Start of DATA RECORDS
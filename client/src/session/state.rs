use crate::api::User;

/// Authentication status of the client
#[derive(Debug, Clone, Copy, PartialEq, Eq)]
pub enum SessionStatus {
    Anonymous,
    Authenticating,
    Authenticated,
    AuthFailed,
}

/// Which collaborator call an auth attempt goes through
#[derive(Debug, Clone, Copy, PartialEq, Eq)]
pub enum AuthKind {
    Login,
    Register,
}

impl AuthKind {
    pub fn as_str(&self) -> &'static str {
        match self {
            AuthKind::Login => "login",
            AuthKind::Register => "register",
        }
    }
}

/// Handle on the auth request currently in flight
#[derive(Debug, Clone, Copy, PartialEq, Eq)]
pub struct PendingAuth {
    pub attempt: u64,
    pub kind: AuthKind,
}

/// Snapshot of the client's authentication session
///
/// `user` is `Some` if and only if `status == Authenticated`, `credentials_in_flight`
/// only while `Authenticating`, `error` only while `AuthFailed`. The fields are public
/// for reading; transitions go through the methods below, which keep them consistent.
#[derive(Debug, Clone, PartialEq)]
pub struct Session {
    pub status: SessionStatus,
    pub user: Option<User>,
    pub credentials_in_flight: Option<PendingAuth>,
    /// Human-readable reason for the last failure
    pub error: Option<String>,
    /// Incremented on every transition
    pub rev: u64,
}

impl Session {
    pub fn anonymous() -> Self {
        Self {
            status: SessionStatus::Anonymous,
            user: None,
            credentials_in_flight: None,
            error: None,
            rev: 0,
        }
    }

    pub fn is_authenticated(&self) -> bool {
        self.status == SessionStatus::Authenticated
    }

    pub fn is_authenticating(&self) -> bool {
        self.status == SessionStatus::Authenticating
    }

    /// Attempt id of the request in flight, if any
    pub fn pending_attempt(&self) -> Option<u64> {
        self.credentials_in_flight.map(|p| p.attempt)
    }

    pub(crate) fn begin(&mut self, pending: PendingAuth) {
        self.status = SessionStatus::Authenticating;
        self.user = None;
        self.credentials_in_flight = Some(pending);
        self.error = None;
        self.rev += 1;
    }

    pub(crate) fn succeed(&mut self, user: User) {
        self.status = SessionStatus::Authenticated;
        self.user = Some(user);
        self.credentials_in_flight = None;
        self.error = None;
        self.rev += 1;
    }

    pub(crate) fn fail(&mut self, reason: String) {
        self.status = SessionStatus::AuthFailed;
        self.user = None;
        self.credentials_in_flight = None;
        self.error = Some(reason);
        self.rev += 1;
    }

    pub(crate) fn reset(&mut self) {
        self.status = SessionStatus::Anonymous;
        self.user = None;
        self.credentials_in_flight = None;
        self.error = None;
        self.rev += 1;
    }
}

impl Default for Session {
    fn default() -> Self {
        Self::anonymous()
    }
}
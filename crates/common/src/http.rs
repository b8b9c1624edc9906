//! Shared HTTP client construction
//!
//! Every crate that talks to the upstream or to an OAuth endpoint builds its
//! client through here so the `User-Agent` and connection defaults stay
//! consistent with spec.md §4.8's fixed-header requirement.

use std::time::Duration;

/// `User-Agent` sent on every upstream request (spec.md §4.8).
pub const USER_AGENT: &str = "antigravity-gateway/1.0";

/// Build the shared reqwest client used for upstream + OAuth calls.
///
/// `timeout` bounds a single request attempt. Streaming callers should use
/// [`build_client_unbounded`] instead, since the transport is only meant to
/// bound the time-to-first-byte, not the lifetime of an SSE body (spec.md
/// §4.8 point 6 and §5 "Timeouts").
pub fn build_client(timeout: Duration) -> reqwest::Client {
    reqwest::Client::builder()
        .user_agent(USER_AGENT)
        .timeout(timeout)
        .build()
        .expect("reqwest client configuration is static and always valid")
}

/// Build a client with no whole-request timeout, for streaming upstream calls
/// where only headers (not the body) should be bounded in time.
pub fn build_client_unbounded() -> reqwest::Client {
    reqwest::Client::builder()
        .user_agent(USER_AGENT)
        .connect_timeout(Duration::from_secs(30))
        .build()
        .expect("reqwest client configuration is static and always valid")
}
End of DATA RECORDS
Start of DATA RECORDS
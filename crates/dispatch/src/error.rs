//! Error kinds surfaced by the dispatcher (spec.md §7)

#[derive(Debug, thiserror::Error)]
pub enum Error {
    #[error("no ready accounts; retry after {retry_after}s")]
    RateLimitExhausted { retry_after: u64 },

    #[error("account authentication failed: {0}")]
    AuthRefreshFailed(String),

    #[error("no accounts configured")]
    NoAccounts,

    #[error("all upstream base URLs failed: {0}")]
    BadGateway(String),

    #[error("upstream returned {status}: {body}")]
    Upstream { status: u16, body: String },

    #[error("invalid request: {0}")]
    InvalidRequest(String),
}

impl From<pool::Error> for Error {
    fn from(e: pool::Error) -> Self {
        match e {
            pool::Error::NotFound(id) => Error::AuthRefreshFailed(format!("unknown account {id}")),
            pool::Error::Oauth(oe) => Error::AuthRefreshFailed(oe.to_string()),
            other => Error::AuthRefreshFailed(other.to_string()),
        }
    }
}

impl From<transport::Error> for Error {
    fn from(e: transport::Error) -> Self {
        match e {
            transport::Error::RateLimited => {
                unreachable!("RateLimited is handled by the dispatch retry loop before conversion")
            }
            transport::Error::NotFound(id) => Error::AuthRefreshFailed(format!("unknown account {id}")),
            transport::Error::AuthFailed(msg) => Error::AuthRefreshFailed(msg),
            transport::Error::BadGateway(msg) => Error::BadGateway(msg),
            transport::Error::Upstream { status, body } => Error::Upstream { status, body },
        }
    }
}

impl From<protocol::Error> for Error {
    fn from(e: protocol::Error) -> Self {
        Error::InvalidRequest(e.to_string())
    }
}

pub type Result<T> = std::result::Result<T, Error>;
End of DATA RECORDS
Start of DATA RECORDS
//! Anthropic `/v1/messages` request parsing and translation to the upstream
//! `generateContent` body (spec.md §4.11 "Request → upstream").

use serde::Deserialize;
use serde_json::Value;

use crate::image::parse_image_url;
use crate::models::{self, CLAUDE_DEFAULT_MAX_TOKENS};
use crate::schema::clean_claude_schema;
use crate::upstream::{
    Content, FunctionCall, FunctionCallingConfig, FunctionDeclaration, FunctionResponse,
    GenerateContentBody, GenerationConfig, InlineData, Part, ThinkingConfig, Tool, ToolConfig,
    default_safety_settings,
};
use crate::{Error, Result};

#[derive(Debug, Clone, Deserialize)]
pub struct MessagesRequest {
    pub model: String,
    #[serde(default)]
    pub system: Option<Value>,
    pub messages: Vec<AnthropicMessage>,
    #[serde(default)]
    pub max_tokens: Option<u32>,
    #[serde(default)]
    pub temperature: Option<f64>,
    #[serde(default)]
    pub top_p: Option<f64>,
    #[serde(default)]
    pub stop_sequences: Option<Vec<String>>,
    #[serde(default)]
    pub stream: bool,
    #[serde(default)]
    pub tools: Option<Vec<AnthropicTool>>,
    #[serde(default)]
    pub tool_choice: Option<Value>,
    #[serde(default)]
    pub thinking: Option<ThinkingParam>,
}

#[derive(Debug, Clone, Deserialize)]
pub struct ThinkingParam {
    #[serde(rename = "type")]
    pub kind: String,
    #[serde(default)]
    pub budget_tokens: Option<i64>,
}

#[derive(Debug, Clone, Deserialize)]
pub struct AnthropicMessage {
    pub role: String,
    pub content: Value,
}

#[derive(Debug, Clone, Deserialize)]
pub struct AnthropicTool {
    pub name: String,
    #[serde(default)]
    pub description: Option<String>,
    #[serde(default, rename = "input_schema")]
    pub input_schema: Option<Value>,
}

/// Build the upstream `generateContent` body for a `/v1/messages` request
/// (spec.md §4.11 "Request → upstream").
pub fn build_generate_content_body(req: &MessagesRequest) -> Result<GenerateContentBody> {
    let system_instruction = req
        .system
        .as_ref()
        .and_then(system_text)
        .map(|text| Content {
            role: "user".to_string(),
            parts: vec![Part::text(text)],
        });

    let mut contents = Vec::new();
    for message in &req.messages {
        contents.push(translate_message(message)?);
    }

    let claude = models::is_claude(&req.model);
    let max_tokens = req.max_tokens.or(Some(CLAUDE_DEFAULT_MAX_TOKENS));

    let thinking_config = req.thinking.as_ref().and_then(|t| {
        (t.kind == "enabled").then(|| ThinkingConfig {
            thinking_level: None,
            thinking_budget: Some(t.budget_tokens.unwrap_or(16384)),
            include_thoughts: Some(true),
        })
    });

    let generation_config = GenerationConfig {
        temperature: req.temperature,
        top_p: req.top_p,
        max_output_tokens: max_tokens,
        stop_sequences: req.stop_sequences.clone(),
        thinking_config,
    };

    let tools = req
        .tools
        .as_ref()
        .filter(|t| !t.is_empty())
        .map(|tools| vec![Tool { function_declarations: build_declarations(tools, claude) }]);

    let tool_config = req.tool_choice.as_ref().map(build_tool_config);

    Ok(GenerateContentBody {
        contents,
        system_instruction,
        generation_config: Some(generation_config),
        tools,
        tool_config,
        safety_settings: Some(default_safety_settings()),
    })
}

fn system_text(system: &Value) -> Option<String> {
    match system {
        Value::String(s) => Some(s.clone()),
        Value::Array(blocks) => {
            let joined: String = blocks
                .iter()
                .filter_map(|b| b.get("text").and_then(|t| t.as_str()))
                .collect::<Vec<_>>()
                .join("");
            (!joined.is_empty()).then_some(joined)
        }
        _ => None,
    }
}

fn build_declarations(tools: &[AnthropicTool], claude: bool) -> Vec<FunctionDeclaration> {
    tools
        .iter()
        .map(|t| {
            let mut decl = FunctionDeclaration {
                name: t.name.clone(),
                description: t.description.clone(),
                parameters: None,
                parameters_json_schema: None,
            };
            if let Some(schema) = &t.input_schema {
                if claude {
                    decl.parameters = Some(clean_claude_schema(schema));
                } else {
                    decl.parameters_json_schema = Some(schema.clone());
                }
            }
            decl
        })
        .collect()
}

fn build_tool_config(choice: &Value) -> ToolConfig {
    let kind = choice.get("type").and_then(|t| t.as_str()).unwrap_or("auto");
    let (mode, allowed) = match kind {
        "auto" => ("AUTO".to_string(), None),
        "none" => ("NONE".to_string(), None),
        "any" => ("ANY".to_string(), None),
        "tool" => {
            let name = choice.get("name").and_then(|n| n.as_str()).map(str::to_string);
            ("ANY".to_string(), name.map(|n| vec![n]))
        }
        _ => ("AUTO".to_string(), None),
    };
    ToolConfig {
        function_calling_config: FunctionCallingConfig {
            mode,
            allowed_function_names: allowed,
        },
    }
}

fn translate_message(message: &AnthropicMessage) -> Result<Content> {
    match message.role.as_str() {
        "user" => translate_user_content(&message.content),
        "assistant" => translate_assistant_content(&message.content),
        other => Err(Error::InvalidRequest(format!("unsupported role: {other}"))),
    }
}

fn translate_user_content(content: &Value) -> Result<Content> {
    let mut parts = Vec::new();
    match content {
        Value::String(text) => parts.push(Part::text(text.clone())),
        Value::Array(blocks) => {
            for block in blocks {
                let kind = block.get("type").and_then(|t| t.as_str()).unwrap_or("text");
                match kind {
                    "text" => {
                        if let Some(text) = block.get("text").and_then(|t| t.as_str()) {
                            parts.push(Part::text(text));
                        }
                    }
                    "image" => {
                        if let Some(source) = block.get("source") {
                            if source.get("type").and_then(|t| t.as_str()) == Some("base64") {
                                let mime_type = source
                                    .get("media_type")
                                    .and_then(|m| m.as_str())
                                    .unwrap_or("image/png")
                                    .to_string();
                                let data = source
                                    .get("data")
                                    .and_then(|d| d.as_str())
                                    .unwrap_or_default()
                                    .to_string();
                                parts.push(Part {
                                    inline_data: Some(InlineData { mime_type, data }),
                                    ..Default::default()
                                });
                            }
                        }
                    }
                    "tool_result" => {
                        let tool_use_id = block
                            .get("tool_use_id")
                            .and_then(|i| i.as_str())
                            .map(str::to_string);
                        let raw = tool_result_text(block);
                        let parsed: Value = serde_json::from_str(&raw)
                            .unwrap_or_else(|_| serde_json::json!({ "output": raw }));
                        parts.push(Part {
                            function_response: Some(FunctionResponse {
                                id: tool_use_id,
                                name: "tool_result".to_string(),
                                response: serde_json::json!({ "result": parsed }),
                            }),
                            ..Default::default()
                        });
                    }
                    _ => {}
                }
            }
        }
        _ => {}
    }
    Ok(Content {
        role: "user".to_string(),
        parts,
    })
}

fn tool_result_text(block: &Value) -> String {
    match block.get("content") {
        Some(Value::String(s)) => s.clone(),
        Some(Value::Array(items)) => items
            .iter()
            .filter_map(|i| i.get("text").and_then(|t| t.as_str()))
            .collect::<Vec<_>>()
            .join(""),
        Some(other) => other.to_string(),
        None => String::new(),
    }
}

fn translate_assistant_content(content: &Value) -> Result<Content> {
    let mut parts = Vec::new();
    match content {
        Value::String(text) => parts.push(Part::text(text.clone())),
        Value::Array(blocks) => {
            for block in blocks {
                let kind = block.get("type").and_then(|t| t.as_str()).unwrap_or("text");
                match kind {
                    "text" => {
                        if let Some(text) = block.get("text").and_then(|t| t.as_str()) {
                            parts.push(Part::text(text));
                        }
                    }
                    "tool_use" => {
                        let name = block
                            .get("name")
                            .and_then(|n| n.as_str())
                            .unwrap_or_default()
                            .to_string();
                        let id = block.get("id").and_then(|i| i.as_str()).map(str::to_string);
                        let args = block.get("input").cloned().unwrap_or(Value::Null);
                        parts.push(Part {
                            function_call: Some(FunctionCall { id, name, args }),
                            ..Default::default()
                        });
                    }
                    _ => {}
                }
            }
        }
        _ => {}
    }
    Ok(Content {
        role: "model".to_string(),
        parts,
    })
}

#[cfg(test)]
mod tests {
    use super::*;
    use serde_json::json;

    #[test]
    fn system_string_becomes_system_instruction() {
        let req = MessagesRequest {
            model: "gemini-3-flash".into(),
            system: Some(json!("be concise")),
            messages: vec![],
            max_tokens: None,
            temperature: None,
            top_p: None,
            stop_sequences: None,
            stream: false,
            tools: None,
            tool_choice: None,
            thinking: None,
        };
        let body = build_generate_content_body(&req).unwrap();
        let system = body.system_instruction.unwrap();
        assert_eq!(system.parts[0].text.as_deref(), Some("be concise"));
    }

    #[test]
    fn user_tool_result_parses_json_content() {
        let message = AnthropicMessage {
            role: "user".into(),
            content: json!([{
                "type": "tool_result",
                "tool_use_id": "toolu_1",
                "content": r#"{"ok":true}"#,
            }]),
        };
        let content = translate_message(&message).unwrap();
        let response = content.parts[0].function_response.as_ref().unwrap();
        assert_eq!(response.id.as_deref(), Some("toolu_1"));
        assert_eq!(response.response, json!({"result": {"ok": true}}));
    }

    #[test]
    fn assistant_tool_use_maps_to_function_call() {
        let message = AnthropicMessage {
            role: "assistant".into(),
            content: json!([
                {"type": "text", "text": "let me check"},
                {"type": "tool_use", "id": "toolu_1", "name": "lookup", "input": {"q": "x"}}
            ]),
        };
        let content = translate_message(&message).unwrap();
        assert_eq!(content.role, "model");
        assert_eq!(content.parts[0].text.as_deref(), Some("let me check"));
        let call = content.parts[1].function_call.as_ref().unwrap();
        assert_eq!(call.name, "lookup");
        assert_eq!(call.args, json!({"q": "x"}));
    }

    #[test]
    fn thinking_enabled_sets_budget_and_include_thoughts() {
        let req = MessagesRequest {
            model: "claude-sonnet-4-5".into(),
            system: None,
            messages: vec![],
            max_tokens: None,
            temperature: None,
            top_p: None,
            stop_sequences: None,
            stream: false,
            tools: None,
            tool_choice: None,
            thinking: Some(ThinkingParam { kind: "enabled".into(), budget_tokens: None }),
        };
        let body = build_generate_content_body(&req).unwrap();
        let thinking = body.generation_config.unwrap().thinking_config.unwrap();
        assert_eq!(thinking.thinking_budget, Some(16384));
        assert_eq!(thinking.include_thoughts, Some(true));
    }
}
End of DATA RECORDS
## TO DO
Write out exactly the lines that fall from the line with "filename client/src/session/state.rs" to the line with "if and only" in the records above, keeping both ends.

## RESPONSE BELOW
filename client/src/session/state.rs
use crate::api::User;

/// Authentication status of the client
#[derive(Debug, Clone, Copy, PartialEq, Eq)]
pub enum SessionStatus {
    Anonymous,
    Authenticating,
    Authenticated,
    AuthFailed,
}

/// Which collaborator call an auth attempt goes through
#[derive(Debug, Clone, Copy, PartialEq, Eq)]
pub enum AuthKind {
    Login,
    Register,
}

impl AuthKind {
    pub fn as_str(&self) -> &'static str {
        match self {
            AuthKind::Login => "login",
            AuthKind::Register => "register",
        }
    }
}

/// Handle on the auth request currently in flight
#[derive(Debug, Clone, Copy, PartialEq, Eq)]
pub struct PendingAuth {
    pub attempt: u64,
    pub kind: AuthKind,
}

/// Snapshot of the client's authentication session
///
/// `user` is `Some` if and only if `status == Authenticated`, `credentials_in_flight`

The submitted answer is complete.